Reoperation for Repair of Anastomotic Leaks and Staple Line Disruptions

2021 
Although uncommon, postoperative anastomotic leaks (AL) and staple line disruptions (SLD) after bariatric surgery are a matter of critical importance. Proper and timely intervention will minimize the morbidity and mortality associated with the rapid progression from systemic inflammatory response to sepsis and shock. The causes for AL and SLD depend on patient and technical factors. Given its ambiguous clinical presentation, from asymptomatic to sepsis and death, a high index of suspicion is imperative to expedite recognition and early initiation of management.

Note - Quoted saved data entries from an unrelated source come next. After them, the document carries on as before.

//! Memory provider client (Mem0)
//!
//! Memory retrieval is strictly best-effort. Any failure, missing key or
//! unreachable provider included, resolves to a local fallback so session
//! start is never blocked on the provider.

use std::time::Duration;

use serde_json::{Value, json};

use crate::config::Config;

/// Deadline for one provider request. Retrieval is best-effort, so a stalled
/// provider must resolve to the fallback instead of holding up session start.
const FETCH_TIMEOUT: Duration = Duration::from_secs(10);

/// Memory records recalled for the session, opaque provider JSON
#[derive(Debug, Clone, Default)]
pub struct MemoryContext {
    records: Vec<Value>,
}

impl MemoryContext {
    #[must_use]
    pub const fn new(records: Vec<Value>) -> Self {
        Self { records }
    }

    #[must_use]
    pub fn len(&self) -> usize {
        self.records.len()
    }

    #[must_use]
    pub fn is_empty(&self) -> bool {
        self.records.is_empty()
    }

    /// Pretty-printed JSON for interpolation into the system instruction
    #[must_use]
    pub fn to_json(&self) -> String {
        serde_json::to_string_pretty(&self.records).unwrap_or_else(|_| "[]".to_string())
    }
}

/// Client for the hosted memory provider
pub struct MemoryClient {
    client: reqwest::Client,
    api_key: Option<String>,
    base_url: String,
    user_id: String,
}

impl MemoryClient {
    #[must_use]
    pub fn new(config: &Config) -> Self {
        let client = reqwest::Client::builder()
            .timeout(FETCH_TIMEOUT)
            .build()
            .unwrap_or_else(|_| reqwest::Client::new());

        Self {
            client,
            api_key: config.mem0_api_key.clone(),
            base_url: config.memory_url.clone(),
            user_id: "Anshad".to_string(),
        }
    }

    /// Fetch recalled memories for the session user.
    ///
    /// Infallible: without a key the local fallback is returned, and a
    /// configured but unreachable provider falls back to a cached transcript.
    pub async fn fetch(&self) -> MemoryContext {
        let Some(key) = &self.api_key else {
            tracing::warn!("memory provider key not configured, using local fallback");
            return Self::local_fallback();
        };

        match self.fetch_remote(key).await {
            Ok(records) => {
                tracing::info!(count = records.len(), user = %self.user_id, "memories retrieved");
                MemoryContext::new(records)
            }
            Err(e) => {
                tracing::warn!(error = %e, "memory provider unreachable, using cached transcript");
                Self::transcript_fallback()
            }
        }
    }

    async fn fetch_remote(&self, key: &str) -> crate::Result<Vec<Value>> {
        let url = format!("{}/memories/?user_id={}", self.base_url, self.user_id);
        let records = self
            .client
            .get(&url)
            .header("Authorization", format!("Token {key}"))
            .send()
            .await?
            .error_for_status()?
            .json::<Vec<Value>>()
            .await?;
        Ok(records)
    }

    fn local_fallback() -> MemoryContext {
        MemoryContext::new(vec![json!({
            "memory": "Anshad likes Linkin Park",
            "updated_at": chrono::Utc::now().to_rfc3339(),
        })])
    }

    fn transcript_fallback() -> MemoryContext {
        MemoryContext::new(vec![
            json!({"role": "user", "content": "I really like ai projects."}),
            json!({"role": "assistant", "content": "That a great ."}),
            json!({"role": "user", "content": "I think so too."}),
            json!({"role": "assistant", "content": "What is your favorite job?"}),
            json!({
                "memory_summary": "User explicitly stated preference for ai projects.",
                "confidence": 0.98,
            }),
        ])
    }
}

#[cfg(test)]
mod tests {
    use super::*;

    #[test]
    fn local_fallback_holds_the_single_cached_fact() {
        let ctx = MemoryClient::local_fallback();
        assert_eq!(ctx.len(), 1);
        assert!(ctx.to_json().contains("Anshad likes Linkin Park"));
        assert!(ctx.to_json().contains("updated_at"));
    }

    #[test]
    fn transcript_fallback_ends_with_a_summary_record() {
        let ctx = MemoryClient::transcript_fallback();
        assert_eq!(ctx.len(), 5);
        let json = ctx.to_json();
        assert!(json.contains("I really like ai projects."));
        assert!(json.contains("memory_summary"));
        assert!(json.contains("0.98"));
    }

    #[tokio::test]
    async fn unreachable_provider_resolves_to_the_transcript_fallback() {
        let config = Config {
            gemini_api_key: None,
            mem0_api_key: Some("m0-test".to_string()),
            live_url: String::new(),
            // Nothing listens on the discard port; the request fails fast
            memory_url: "http://127.0.0.1:9".to_string(),
        };

        let ctx = MemoryClient::new(&config).fetch().await;
        assert_eq!(ctx.len(), 5);
        assert!(ctx.to_json().contains("memory_summary"));
    }

    #[test]
    fn empty_context_renders_an_empty_array() {
        let ctx = MemoryContext::default();
        assert!(ctx.is_empty());
        assert_eq!(ctx.to_json(), "[]");
    }
}
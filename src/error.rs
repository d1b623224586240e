//! Error types for the LUNA voice session manager

use thiserror::Error;

/// Result type alias for session operations
pub type Result<T> = std::result::Result<T, Error>;

/// Errors that can occur while running a voice session
#[derive(Debug, Error)]
pub enum Error {
    /// Media input API surface is absent or blocked (e.g. insecure context,
    /// no input device). Distinct from an explicit permission refusal.
    #[error("media input unavailable: {0}")]
    DeviceUnavailable(String),

    /// The platform refused access to the capture device
    #[error("capture permission denied: {0}")]
    PermissionDenied(String),

    /// Model service credential absent from the environment
    #[error("model service credential missing (set GEMINI_API_KEY)")]
    CredentialMissing,

    /// Opening or streaming over the duplex connection failed
    #[error("connection failed: {0}")]
    ConnectionFailed(String),

    /// Malformed inbound message; handled as a skip, never fatal
    #[error("protocol error: {0}")]
    ProtocolError(String),

    /// Audio device or stream error
    #[error("audio error: {0}")]
    Audio(String),

    /// Configuration error
    #[error("configuration error: {0}")]
    Config(String),

    /// IO error
    #[error("io error: {0}")]
    Io(#[from] std::io::Error),

    /// Serialization error
    #[error("serialization error: {0}")]
    Serialization(#[from] serde_json::Error),

    /// HTTP error
    #[error("http error: {0}")]
    Http(#[from] reqwest::Error),

    /// WebSocket transport error
    #[error("websocket error: {0}")]
    WebSocket(#[from] tokio_tungstenite::tungstenite::Error),
}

For hemodynamically stable patients, the surgeon’s clinical suspicion can be confirmed with the assistance of laboratory studies, upper gastrointestinal (UGI) contrast studies, and computed tomography (CT) scan. Non-operative management includes control of local and systemic sepsis, control of gastrointestinal secretions, and early nutritional support. Successful management has also been reported using minimally invasive endoscopic techniques. In the face of clinical deterioration or unsuccessful non-operative management, operative intervention involves re-exploration with extensive irrigation and drainage, with or without repair of the leak. Endoscopic stenting and revisional surgery are discussed in Chaps. 26 and 28, respectively.